Örneğin Hz. Âdem ve İblisin kıssasını asla hatırlarından çıkarmazlar.

Yüce Rabbimizin tanımlamadığı, önceden kitapları yoluyla indirmediği, nebileri ile duyurmadığı hiçbir konuda bizleri sorgulamayacağını iyi bildiklerinden muhatap oldukları her olayı O’ndan gelen bir soru olarak kabul ederler.

İNSAN olarak işlediğin kusurdan ziyade buna verdiğin tepki ve cevaplar belirleyicidir. İnsan olarak yüzde yüz masum kalamayacağımız herkesin malumudur. Ancak bu mahcubiyetimizi de ortadan kaldırarak bizi kaba ve nobran yapmamalıdır.  Yani masumiyetimizi kaybedebiliriz ama mahcubiyetimizi kaybetmemeliyiz.

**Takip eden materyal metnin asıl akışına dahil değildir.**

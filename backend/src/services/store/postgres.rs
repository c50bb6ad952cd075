//! PostgreSQL Ledger Store
//!
//! Per-product serialization uses a row lock on the product
//! (`SELECT ... FOR UPDATE`) bounded by `SET LOCAL lock_timeout`, inside a
//! READ COMMITTED transaction. Readers never take the lock.

use std::time::Duration;

use async_trait::async_trait;
use chrono::{DateTime, Utc};
use futures::stream::{BoxStream, StreamExt};
use shared::{validate_delta, Classification, LedgerEntry, Product};
use sqlx::{FromRow, PgPool, Postgres, Transaction};
use uuid::Uuid;

use super::{LedgerStore, LedgerTransaction};
use crate::error::{AppError, AppResult};
use crate::services::reconciler::CounterWrite;

const PRODUCT_COLUMNS: &str = "id, name, opening_stock, current_stock, low_stock_threshold, \
     is_active, created_at, updated_at";

const ENTRY_COLUMNS: &str = "id, product_id, transaction_type, transaction_date, quantity_delta, \
     stock_at_transaction, created_at, seq, classification, reference, notes";

/// Row for product queries
#[derive(Debug, FromRow)]
struct ProductRow {
    id: Uuid,
    name: String,
    opening_stock: i64,
    current_stock: i64,
    low_stock_threshold: i64,
    is_active: bool,
    created_at: DateTime<Utc>,
    updated_at: DateTime<Utc>,
}

impl From<ProductRow> for Product {
    fn from(row: ProductRow) -> Self {
        Product {
            id: row.id,
            name: row.name,
            opening_stock: row.opening_stock,
            current_stock: row.current_stock,
            low_stock_threshold: row.low_stock_threshold,
            is_active: row.is_active,
            created_at: row.created_at,
            updated_at: row.updated_at,
        }
    }
}

/// Row for ledger queries; enum columns are stored as text
#[derive(Debug, FromRow)]
struct LedgerRow {
    id: Uuid,
    product_id: Uuid,
    transaction_type: String,
    transaction_date: DateTime<Utc>,
    quantity_delta: i64,
    stock_at_transaction: i64,
    created_at: DateTime<Utc>,
    seq: i64,
    classification: String,
    reference: Option<String>,
    notes: Option<String>,
}

impl TryFrom<LedgerRow> for LedgerEntry {
    type Error = AppError;

    fn try_from(row: LedgerRow) -> Result<Self, Self::Error> {
        let transaction_type = row
            .transaction_type
            .parse()
            .map_err(|e| AppError::Internal(format!("ledger entry {}: {}", row.id, e)))?;
        let classification = row
            .classification
            .parse()
            .map_err(|e| AppError::Internal(format!("ledger entry {}: {}", row.id, e)))?;

        Ok(LedgerEntry {
            id: row.id,
            product_id: row.product_id,
            transaction_type,
            transaction_date: row.transaction_date,
            quantity_delta: row.quantity_delta,
            stock_at_transaction: row.stock_at_transaction,
            created_at: row.created_at,
            seq: row.seq,
            classification,
            reference: row.reference,
            notes: row.notes,
        })
    }
}

fn into_entries(rows: Vec<LedgerRow>) -> AppResult<Vec<LedgerEntry>> {
    rows.into_iter().map(LedgerEntry::try_from).collect()
}

#[derive(Clone)]
pub struct PgLedgerStore {
    db: PgPool,
}

impl PgLedgerStore {
    pub fn new(db: PgPool) -> Self {
        Self { db }
    }
}

#[async_trait]
impl LedgerStore for PgLedgerStore {
    async fn begin(&self, product_id: Uuid, lock_timeout: Duration) -> AppResult<Box<dyn LedgerTransaction>> {
        let mut tx = self.db.begin().await?;

        // SET does not take bind parameters
        sqlx::query(&format!("SET LOCAL lock_timeout = '{}ms'", lock_timeout.as_millis()))
            .execute(&mut *tx)
            .await?;

        let product = sqlx::query_as::<_, ProductRow>(&format!(
            "SELECT {} FROM products WHERE id = $1 FOR UPDATE",
            PRODUCT_COLUMNS
        ))
        .bind(product_id)
        .fetch_optional(&mut *tx)
        .await?
        .ok_or(AppError::ProductNotFound(product_id))?;

        Ok(Box::new(PgLedgerTransaction {
            tx,
            product: product.into(),
        }))
    }

    async fn create_product(&self, product: &Product) -> AppResult<()> {
        sqlx::query(
            r#"
            INSERT INTO products (
                id, name, opening_stock, current_stock, low_stock_threshold,
                is_active, created_at, updated_at
            )
            VALUES ($1, $2, $3, $4, $5, $6, $7, $8)
            "#,
        )
        .bind(product.id)
        .bind(&product.name)
        .bind(product.opening_stock)
        .bind(product.current_stock)
        .bind(product.low_stock_threshold)
        .bind(product.is_active)
        .bind(product.created_at)
        .bind(product.updated_at)
        .execute(&self.db)
        .await?;

        Ok(())
    }

    async fn get_product(&self, product_id: Uuid) -> AppResult<Option<Product>> {
        let row = sqlx::query_as::<_, ProductRow>(&format!(
            "SELECT {} FROM products WHERE id = $1",
            PRODUCT_COLUMNS
        ))
        .bind(product_id)
        .fetch_optional(&self.db)
        .await?;

        Ok(row.map(Product::from))
    }

    async fn list_products(&self) -> AppResult<Vec<Product>> {
        let rows = sqlx::query_as::<_, ProductRow>(&format!(
            "SELECT {} FROM products ORDER BY name, id",
            PRODUCT_COLUMNS
        ))
        .fetch_all(&self.db)
        .await?;

        Ok(rows.into_iter().map(Product::from).collect())
    }

    async fn find_entry(&self, entry_id: Uuid) -> AppResult<Option<LedgerEntry>> {
        let row = sqlx::query_as::<_, LedgerRow>(&format!(
            "SELECT {} FROM ledger_entries WHERE id = $1",
            ENTRY_COLUMNS
        ))
        .bind(entry_id)
        .fetch_optional(&self.db)
        .await?;

        row.map(LedgerEntry::try_from).transpose()
    }

    fn list_for_product(&self, product_id: Uuid) -> BoxStream<'_, AppResult<LedgerEntry>> {
        sqlx::query_as::<_, LedgerRow>(
            r#"
            SELECT id, product_id, transaction_type, transaction_date, quantity_delta,
                   stock_at_transaction, created_at, seq, classification, reference, notes
            FROM ledger_entries
            WHERE product_id = $1
            ORDER BY transaction_date, created_at, seq
            "#,
        )
        .bind(product_id)
        .fetch(&self.db)
        .map(|row| row.map_err(AppError::from).and_then(LedgerEntry::try_from))
        .boxed()
    }

    async fn entries_by_reference(&self, reference: &str) -> AppResult<Vec<LedgerEntry>> {
        let rows = sqlx::query_as::<_, LedgerRow>(&format!(
            "SELECT {} FROM ledger_entries WHERE reference = $1 \
             ORDER BY product_id, transaction_date, created_at, seq",
            ENTRY_COLUMNS
        ))
        .bind(reference)
        .fetch_all(&self.db)
        .await?;

        into_entries(rows)
    }

    async fn ping(&self) -> AppResult<()> {
        sqlx::query("SELECT 1").execute(&self.db).await?;
        Ok(())
    }
}

struct PgLedgerTransaction {
    tx: Transaction<'static, Postgres>,
    product: Product,
}

fn expect_one_row(rows_affected: u64, entry_id: Uuid) -> AppResult<()> {
    if rows_affected == 0 {
        return Err(AppError::NotFound(format!("Ledger entry {}", entry_id)));
    }
    Ok(())
}

#[async_trait]
impl LedgerTransaction for PgLedgerTransaction {
    fn product(&self) -> &Product {
        &self.product
    }

    async fn list_entries(&mut self) -> AppResult<Vec<LedgerEntry>> {
        let rows = sqlx::query_as::<_, LedgerRow>(&format!(
            "SELECT {} FROM ledger_entries WHERE product_id = $1 \
             ORDER BY transaction_date, created_at, seq",
            ENTRY_COLUMNS
        ))
        .bind(self.product.id)
        .fetch_all(&mut *self.tx)
        .await?;

        into_entries(rows)
    }

    async fn next_sequence(&mut self) -> AppResult<i64> {
        let seq = sqlx::query_scalar::<_, i64>(
            "SELECT nextval(pg_get_serial_sequence('ledger_entries', 'seq'))",
        )
        .fetch_one(&mut *self.tx)
        .await?;

        Ok(seq)
    }

    async fn append(&mut self, entry: &LedgerEntry) -> AppResult<Uuid> {
        validate_delta(entry.transaction_type, entry.quantity_delta)
            .map_err(|msg| AppError::validation("quantity", msg))?;

        let id = sqlx::query_scalar::<_, Uuid>(
            r#"
            INSERT INTO ledger_entries (
                id, product_id, transaction_type, transaction_date, quantity_delta,
                stock_at_transaction, created_at, seq, classification, reference, notes
            )
            VALUES ($1, $2, $3, $4, $5, $6, $7, $8, $9, $10, $11)
            RETURNING id
            "#,
        )
        .bind(entry.id)
        .bind(entry.product_id)
        .bind(entry.transaction_type.as_str())
        .bind(entry.transaction_date)
        .bind(entry.quantity_delta)
        .bind(entry.stock_at_transaction)
        .bind(entry.created_at)
        .bind(entry.seq)
        .bind(entry.classification.as_str())
        .bind(&entry.reference)
        .bind(&entry.notes)
        .fetch_one(&mut *self.tx)
        .await?;

        Ok(id)
    }

    async fn update_entry(&mut self, entry: &LedgerEntry) -> AppResult<()> {
        validate_delta(entry.transaction_type, entry.quantity_delta)
            .map_err(|msg| AppError::validation("quantity", msg))?;

        let result = sqlx::query(
            r#"
            UPDATE ledger_entries
            SET quantity_delta = $2, transaction_date = $3, stock_at_transaction = $4,
                classification = $5, notes = $6
            WHERE id = $1 AND product_id = $7
            "#,
        )
        .bind(entry.id)
        .bind(entry.quantity_delta)
        .bind(entry.transaction_date)
        .bind(entry.stock_at_transaction)
        .bind(entry.classification.as_str())
        .bind(&entry.notes)
        .bind(self.product.id)
        .execute(&mut *self.tx)
        .await?;

        expect_one_row(result.rows_affected(), entry.id)
    }

    async fn update_stock_at_transaction(
        &mut self,
        entry_id: Uuid,
        value: i64,
        classification: Classification,
    ) -> AppResult<()> {
        let result = sqlx::query(
            "UPDATE ledger_entries SET stock_at_transaction = $2, classification = $3 \
             WHERE id = $1 AND product_id = $4",
        )
        .bind(entry_id)
        .bind(value)
        .bind(classification.as_str())
        .bind(self.product.id)
        .execute(&mut *self.tx)
        .await?;

        expect_one_row(result.rows_affected(), entry_id)
    }

    async fn remove(&mut self, entry_id: Uuid) -> AppResult<()> {
        let result = sqlx::query("DELETE FROM ledger_entries WHERE id = $1 AND product_id = $2")
            .bind(entry_id)
            .bind(self.product.id)
            .execute(&mut *self.tx)
            .await?;

        expect_one_row(result.rows_affected(), entry_id)
    }

    async fn write_current_stock(
        &mut self,
        value: i64,
        updated_at: DateTime<Utc>,
        _token: CounterWrite,
    ) -> AppResult<()> {
        sqlx::query("UPDATE products SET current_stock = $2, updated_at = $3 WHERE id = $1")
            .bind(self.product.id)
            .bind(value)
            .bind(updated_at)
            .execute(&mut *self.tx)
            .await?;

        Ok(())
    }

    async fn commit(self: Box<Self>) -> AppResult<()> {
        let this = *self;
        this.tx.commit().await?;
        Ok(())
    }
}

EY HAKİKAT yolunun beşeriyet sebebiyle kusur işleyebileceği şuurunda olan yolcusu!

Masumiyetin zedelense de mahcubiyetini yaralama. Ona sahip çık, koru.

Masumiyetin bozulması cennetten çıkmana sebep olmuş olabilir ama cehenneme gitmemenin yolunun da mahcubiyeti kaybetmemene bağlı olduğunu unutma.

Âdemin kusur işlediğinde hemen mahcup olması ile İblisin asla nedamet getirmeyip mantık söylemleriyle direnip karşı çıkması, isyan etmesi arasındaki en temel belirleyicinin mahcubiyet farkı olduğunu hiç aklından çıkarma.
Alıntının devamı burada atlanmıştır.